Several defense lawyers were fired or quit. Marvin Guy had two defense attorneys, Michael White and Russell Hunt, before Carlos Garcia took the role in September 2015. In 2021, Guy's family was in the process of hiring another attorney.

In 2019, Guy sought a medical continuance because he needed back surgery for a degenerative condition. In 2021, COVID-19 precautions delayed all jury trials in Bell County's district courts.

In December 2021, Guy's defense attorneys debated over evidence and trial dates with Assistant District Attorney Fred Burns and Judge John Gauntt. Joseph Caleb, the defense attorney, requested Marvin Guy's jail phone calls and the medical examiner's file. Defense attorney Mike Ware argued, "We don't have the entire medical examiner's file, including photos." Judge Gauntt ordered that the medical examiner's file, including photos be produced.

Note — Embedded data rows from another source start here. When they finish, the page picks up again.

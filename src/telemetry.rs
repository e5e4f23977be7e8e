use std::env;
use std::sync::OnceLock;
use tracing_subscriber::fmt::time::UtcTime;

static TRACING_INIT: OnceLock<()> = OnceLock::new();

/// Install the global tracing subscriber once. Logging is opt-in through
/// `verbose` or the `VOICECAP_LOG` environment variable; output goes to
/// stderr so it never mixes with device listings on stdout.
pub fn init_tracing(verbose: bool) {
    let enabled = verbose || env::var_os("VOICECAP_LOG").is_some();
    if !enabled {
        return;
    }

    let _ = TRACING_INIT.get_or_init(|| {
        let subscriber = tracing_subscriber::fmt()
            .with_timer(UtcTime::rfc_3339())
            .with_writer(std::io::stderr)
            .finish();
        let _ = tracing::subscriber::set_global_default(subscriber);
    });
}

By the end of 2021, trial dates had been set and reset multiple times. The state sought a trial date in April 2023. Assistant District Attorney Fred Burns, the prosecutor, made a motion asking for a visiting judge to try the case, arguing that there were dozens of cases set for a jury trial in the 27th Judicial District Court. Judge John Gauntt denied the motion and the trial date was set for October 30, 2023.

===Trial===
Marvin Guy's case went to trial November 4, 2023. The jury acquitted him of capital murder, but found him guilty on the lesser offense of murder. On the day of the verdict, about twenty current and former Killeen police officers were at the county courthouse waiting for a verdict. Also present were Guy’s brother and members of the Elmer Geronimo Pratt Gun Club of Central Texas, which has supported Guy.

== Controversy ==
Marvin Guy's case garnered national attention when it was covered by Mother Jones magazine, which compared it to a remarkably similar no-knock raid. Five months earlier, 100 miles away, a SWAT officer was shot during a no-knock raid on another house. In that case, police also threw a flash-bang grenade and tried to enter a residence in the predawn hours. The resident, Henry "Hank" Magee, fired his semi-automatic .308 rifle killing one of the officers.

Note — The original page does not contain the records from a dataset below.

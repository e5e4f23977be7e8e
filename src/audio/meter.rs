//! RMS-based volume estimation for live level display.

use super::format::AudioFormat;
use std::sync::atomic::{AtomicU32, Ordering};
use std::sync::Arc;

/// Lock-free shared volume level in [0, 1], safe to read from any thread.
#[derive(Clone, Debug)]
pub struct LiveLevel {
    level_bits: Arc<AtomicU32>,
}

impl LiveLevel {
    pub fn new() -> Self {
        Self {
            level_bits: Arc::new(AtomicU32::new(0f32.to_bits())),
        }
    }

    pub fn set(&self, level: f32) {
        self.level_bits
            .store(level.clamp(0.0, 1.0).to_bits(), Ordering::Relaxed);
    }

    pub fn get(&self) -> f32 {
        f32::from_bits(self.level_bits.load(Ordering::Relaxed))
    }
}

impl Default for LiveLevel {
    fn default() -> Self {
        Self::new()
    }
}

/// Volume estimate for one PCM block, logarithmically scaled and clamped
/// to [0, 1]. Uses `log10(rms * 9 + 1)` so a full-scale signal maps to 1.0
/// and quiet signals keep useful resolution for display.
pub fn block_level(bytes: &[u8], format: &AudioFormat) -> f32 {
    let width = format.sample_width_bytes as usize;
    if width == 0 || bytes.len() < width {
        return 0.0;
    }
    let mut energy = 0.0f64;
    let mut count = 0usize;
    for chunk in bytes.chunks_exact(width) {
        let sample = normalized_sample(chunk);
        energy += f64::from(sample * sample);
        count += 1;
    }
    if count == 0 {
        return 0.0;
    }
    let rms = (energy / count as f64).sqrt() as f32;
    if rms <= 0.0 {
        return 0.0;
    }
    (rms * 9.0 + 1.0).log10().clamp(0.0, 1.0)
}

/// Decode one little-endian PCM sample to [-1, 1]. Width 1 is unsigned
/// offset binary per the WAV convention; wider samples are signed.
fn normalized_sample(chunk: &[u8]) -> f32 {
    match chunk.len() {
        1 => (chunk[0] as f32 - 128.0) / 128.0,
        2 => i16::from_le_bytes([chunk[0], chunk[1]]) as f32 / 32_768.0,
        3 => {
            let raw = i32::from_le_bytes([0, chunk[0], chunk[1], chunk[2]]) >> 8;
            raw as f32 / 8_388_608.0
        }
        4 => i32::from_le_bytes([chunk[0], chunk[1], chunk[2], chunk[3]]) as f32 / 2_147_483_648.0,
        _ => 0.0,
    }
}
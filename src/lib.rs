pub mod audio;
pub mod config;
pub mod controller;
pub mod error;
pub mod events;
pub mod recognition;
pub mod telemetry;

pub use audio::{AudioFormat, CapturedAudio, CaptureSessionState, CpalDriver, DeviceInfo};
pub use config::CaptureConfig;
pub use controller::CaptureController;
pub use error::{CaptureError, Result};
pub use events::{CaptureEvent, EventHub, EventSubscription};
pub use recognition::{
    RecognitionDispatcher, RecognitionJob, RecognitionMessage, RecognitionResult, Recognizer,
};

Mother Jones pointed out differences in the cases. Magee is white and Marvin Guy is black. Magee was found to have acted in self-defense and Guy was charged with capital murder. Both Guy and Magee had prior records. However, only Magee was found with drugs.

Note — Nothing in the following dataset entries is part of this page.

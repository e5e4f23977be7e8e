//! Audio capture pipeline.
//!
//! PCM blocks arrive from the native driver callback, cross a bounded
//! channel to the session worker, and land in a circular buffer sized in
//! seconds. The worker is the buffer's only writer; readers take snapshots.

mod buffer;
mod driver;
mod format;
mod meter;
mod session;
#[cfg(test)]
mod tests;
mod wav;

pub use buffer::CircularAudioBuffer;
pub use driver::{
    CallbackFlow, CpalDriver, DeviceInfo, DriverCallback, DriverEvent, InputDriver, InputStream,
};
pub use format::{AudioFormat, CapturedAudio};
pub use meter::{block_level, LiveLevel};
pub use session::{CaptureSession, CaptureSessionState};
pub use wav::{read_wav, write_wav};
//! WAV (RIFF/WAVE) export and import of captured audio.
//!
//! Header fields come verbatim from the capture's `AudioFormat`; the PCM
//! payload is written unmodified.

use super::format::{AudioFormat, CapturedAudio};
use crate::error::{CaptureError, Result};
use std::path::Path;

/// Write a capture as integer PCM WAV.
pub fn write_wav(path: &Path, audio: &CapturedAudio) -> Result<()> {
    let format = &audio.format;
    format.validate()?;
    let spec = hound::WavSpec {
        channels: format.channels,
        sample_rate: format.sample_rate,
        bits_per_sample: format.sample_width_bytes * 8,
        sample_format: hound::SampleFormat::Int,
    };
    let mut writer = hound::WavWriter::create(path, spec)?;
    let bytes = &audio.bytes;
    match format.sample_width_bytes {
        1 => {
            for &byte in bytes {
                writer.write_sample((byte as i16 - 128) as i8)?;
            }
        }
        2 => {
            for chunk in bytes.chunks_exact(2) {
                writer.write_sample(i16::from_le_bytes([chunk[0], chunk[1]]))?;
            }
        }
        3 => {
            for chunk in bytes.chunks_exact(3) {
                let sample = i32::from_le_bytes([0, chunk[0], chunk[1], chunk[2]]) >> 8;
                writer.write_sample(sample)?;
            }
        }
        4 => {
            for chunk in bytes.chunks_exact(4) {
                writer.write_sample(i32::from_le_bytes([chunk[0], chunk[1], chunk[2], chunk[3]]))?;
            }
        }
        other => {
            return Err(CaptureError::UnsupportedFormat {
                message: format!("cannot write {other}-byte samples to WAV"),
            })
        }
    }
    writer.finalize()?;
    Ok(())
}

/// Read integer PCM WAV back into a capture.
pub fn read_wav(path: &Path) -> Result<CapturedAudio> {
    let mut reader = hound::WavReader::open(path)?;
    let spec = reader.spec();
    if spec.sample_format != hound::SampleFormat::Int {
        return Err(CaptureError::UnsupportedFormat {
            message: "float WAV payloads are not supported".to_string(),
        });
    }
    if spec.bits_per_sample % 8 != 0 {
        return Err(CaptureError::UnsupportedFormat {
            message: format!("{}-bit WAV samples are not byte aligned", spec.bits_per_sample),
        });
    }
    let format = AudioFormat {
        sample_rate: spec.sample_rate,
        channels: spec.channels,
        sample_width_bytes: spec.bits_per_sample / 8,
    };
    format.validate()?;

    let mut bytes = Vec::new();
    match format.sample_width_bytes {
        1 => {
            for sample in reader.samples::<i8>() {
                bytes.push((sample? as i16 + 128) as u8);
            }
        }
        2 => {
            for sample in reader.samples::<i16>() {
                bytes.extend_from_slice(&sample?.to_le_bytes());
            }
        }
        3 => {
            for sample in reader.samples::<i32>() {
                bytes.extend_from_slice(&sample?.to_le_bytes()[..3]);
            }
        }
        4 => {
            for sample in reader.samples::<i32>() {
                bytes.extend_from_slice(&sample?.to_le_bytes());
            }
        }
        _ => unreachable!("validated width"),
    }
    Ok(CapturedAudio::from_bytes(bytes, format))
}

Bell County community activists have held protests and demanded justice for Marvin Guy. In October 2020, protesters, including members of a central Texas gun club, said Marvin Guy had a right to protect his home and objected to his years-long wait for a trial. The following January members of the Elmer Geronimo Pratt Pistol and Rifle Club held an event in Killeen. They gathered for a community patrol and circulated petitions including one seeking justice for Marvin Guy.